The Offer will be submitted in the US pursuant to section 14(e) i and regulation 14E announced in the U.S. Securities Exchange Act of 1934 as amended (“Exchange Act”) subject to the exceptions appearing from Rule 14d-1(d) of the Exchange Act and generally from Danish statutory requirements.  The Offer is not subject to section 14(d)(1) or regulation 14D announced in the Exchange Act. NeuroSearch is not bound by any periodic reporting requirements under the Exchange Act and is not required to, and does not, file any reports with the United States of America Securities and Exchange Commission under that Act.
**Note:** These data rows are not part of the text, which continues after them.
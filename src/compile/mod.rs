//! Rule compiler: placeholder scanning, binding rules, and the one-shot
//! compile pass

pub(crate) mod compiler;
pub mod rules;
pub mod scan;

pub use rules::{marker, AttrRule, BindingRule, ClassRule, FieldRef, LoopRule, PropRule, RuleSet};
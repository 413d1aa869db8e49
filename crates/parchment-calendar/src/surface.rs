//! Declarative description of what the calendar region shows.
//!
//! A `Surface` replaces the region's previous content wholesale, controls included.

use chrono::Datelike;
use chrono_tz::Tz;

use crate::format;
use crate::grid::MonthGrid;
use crate::types::CalendarEvent;
use crate::view::{UserAction, ViewMode};

pub const SIGNED_OUT_MESSAGE: &str = "Please sign in to view your calendar events.";
pub const NO_EVENTS_MESSAGE: &str = "No upcoming events found.";

#[derive(Debug, Clone, PartialEq)]
pub enum Body {
    /// A fetch is in flight
    Loading,
    SignedOut,
    Month(MonthGrid),
    List(Vec<ListRow>),
    Upcoming(Vec<UpcomingRow>),
    NoEvents,
    /// Inline, user-legible failure
    Error(String),
}

impl Body {
    /// Rows for the list view, or the "no events" state when there are none.
    pub fn list(events: &[CalendarEvent], tz: &Tz) -> Self {
        if events.is_empty() {
            return Body::NoEvents;
        }
        Body::List(events.iter().map(|e| ListRow::from_event(e, tz)).collect())
    }

    pub fn upcoming(events: &[CalendarEvent], tz: &Tz) -> Self {
        if events.is_empty() {
            return Body::NoEvents;
        }
        Body::Upcoming(
            events
                .iter()
                .map(|e| UpcomingRow::from_event(e, tz))
                .collect(),
        )
    }

    /// Identifiers of events the body lets the user open.
    ///
    /// The upcoming panel is display-only.
    pub fn event_ids(&self) -> Vec<&str> {
        match self {
            Body::Month(grid) => grid
                .cells
                .iter()
                .flat_map(|c| c.events.iter().map(|s| s.event_id.as_str()))
                .collect(),
            Body::List(rows) => rows.iter().map(|r| r.event_id.as_str()).collect(),
            _ => Vec::new(),
        }
    }
}

/// One row of the list view.
#[derive(Debug, Clone, PartialEq, Eq)]
pub struct ListRow {
    pub event_id: String,
    pub day: u32,
    pub month_abbrev: String,
    pub time_label: String,
    pub title: String,
    /// Already truncated for display
    pub description: Option<String>,
}

impl ListRow {
    pub fn from_event(event: &CalendarEvent, tz: &Tz) -> Self {
        let date = event.start.local_date(tz);
        Self {
            event_id: event.id.clone(),
            day: date.day(),
            month_abbrev: format::month_abbrev(date),
            time_label: format::time_label(&event.start, tz),
            title: event.title.clone(),
            description: event
                .description
                .as_deref()
                .map(format::truncate_description),
        }
    }
}

/// One entry of the dashboard's upcoming-events list.
#[derive(Debug, Clone, PartialEq, Eq)]
pub struct UpcomingRow {
    pub event_id: String,
    pub when: String,
    pub title: String,
    pub description: Option<String>,
    pub location: Option<String>,
}

impl UpcomingRow {
    pub fn from_event(event: &CalendarEvent, tz: &Tz) -> Self {
        Self {
            event_id: event.id.clone(),
            when: format::long_date(&event.start, tz),
            title: event.title.clone(),
            description: event.description.clone(),
            location: event.location.clone(),
        }
    }
}

/// Event detail shown over the calendar.
#[derive(Debug, Clone, PartialEq, Eq)]
pub struct DetailOverlay {
    pub event_id: String,
    pub title: String,
    pub start: String,
    pub end: Option<String>,
    pub description: Option<String>,
    pub location: Option<String>,
    pub link: Option<String>,
}

impl DetailOverlay {
    pub fn from_event(event: &CalendarEvent, tz: &Tz) -> Self {
        Self {
            event_id: event.id.clone(),
            title: event.title.clone(),
            start: format::long_date(&event.start, tz),
            end: event.end.as_ref().map(|t| format::long_date(t, tz)),
            description: event.description.clone(),
            location: event.location.clone(),
            link: event.html_link.clone(),
        }
    }
}

#[derive(Debug, Clone, Copy, PartialEq, Eq)]
pub struct Controls {
    /// The single selected view toggle
    pub active_view: ViewMode,
    /// Previous/next month buttons
    pub navigation: bool,
    pub connect: bool,
    pub disconnect: bool,
}

#[derive(Debug, Clone, PartialEq)]
pub struct Surface {
    pub body: Body,
    pub controls: Controls,
    pub overlay: Option<DetailOverlay>,
}

impl Surface {
    /// Every action the rendered surface can emit.
    pub fn actions(&self) -> Vec<UserAction> {
        let mut actions = Vec::new();
        let controls = &self.controls;

        if controls.navigation {
            actions.push(UserAction::PreviousMonth);
            actions.push(UserAction::NextMonth);
        }
        actions.push(UserAction::SwitchView(ViewMode::Month));
        actions.push(UserAction::SwitchView(ViewMode::List));
        if controls.connect {
            actions.push(UserAction::Connect);
        }
        if controls.disconnect {
            actions.push(UserAction::Disconnect);
        }

        actions.extend(
            self.body
                .event_ids()
                .into_iter()
                .map(|id| UserAction::OpenEvent(id.to_string())),
        );

        if self.overlay.is_some() {
            actions.push(UserAction::CloseDetail);
            actions.push(UserAction::OverlayBackground);
            actions.push(UserAction::OverlayContent);
        }

        actions
    }

    /// Whether the toggle for `mode` is the selected one.
    pub fn is_selected(&self, mode: ViewMode) -> bool {
        self.controls.active_view == mode
    }
}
Residents of the USA must be aware that this announcement, the Offer Document and all other documents relating to the Offer have been prepared in compliance with Danish standards for contents and form, which may differ from the standards applicable in the USA. The procedure for accepting to sell securities and settling the consideration payable to each NeuroSearch shareholder accepting the Offer will be in compliance with current Danish rules, which may differ from the rules and procedures applicable to bids for shares in a US company, particularly with regard to right of withdrawal, time schedule for the bid, settlement procedures, and time of payment for the securities.

It may be difficult for NeuroSearch shareholders to enforce their rights and any claims they may have by virtue of the US federal securities laws, because the Offeror and NeuroSearch are located in non-US jurisdictions, and some or all of their directors and/or executive officers may be residents in non-US jurisdictions. NeuroSearch shareholders may not be able to initiate legal proceedings against the Offeror or NeuroSearch and/or their directors or executive officers before a non-US court for violation of US securities laws. Furthermore, it may be difficult for the Offeror and NeuroSearch and their associated companies to submit to an order issued by a US court.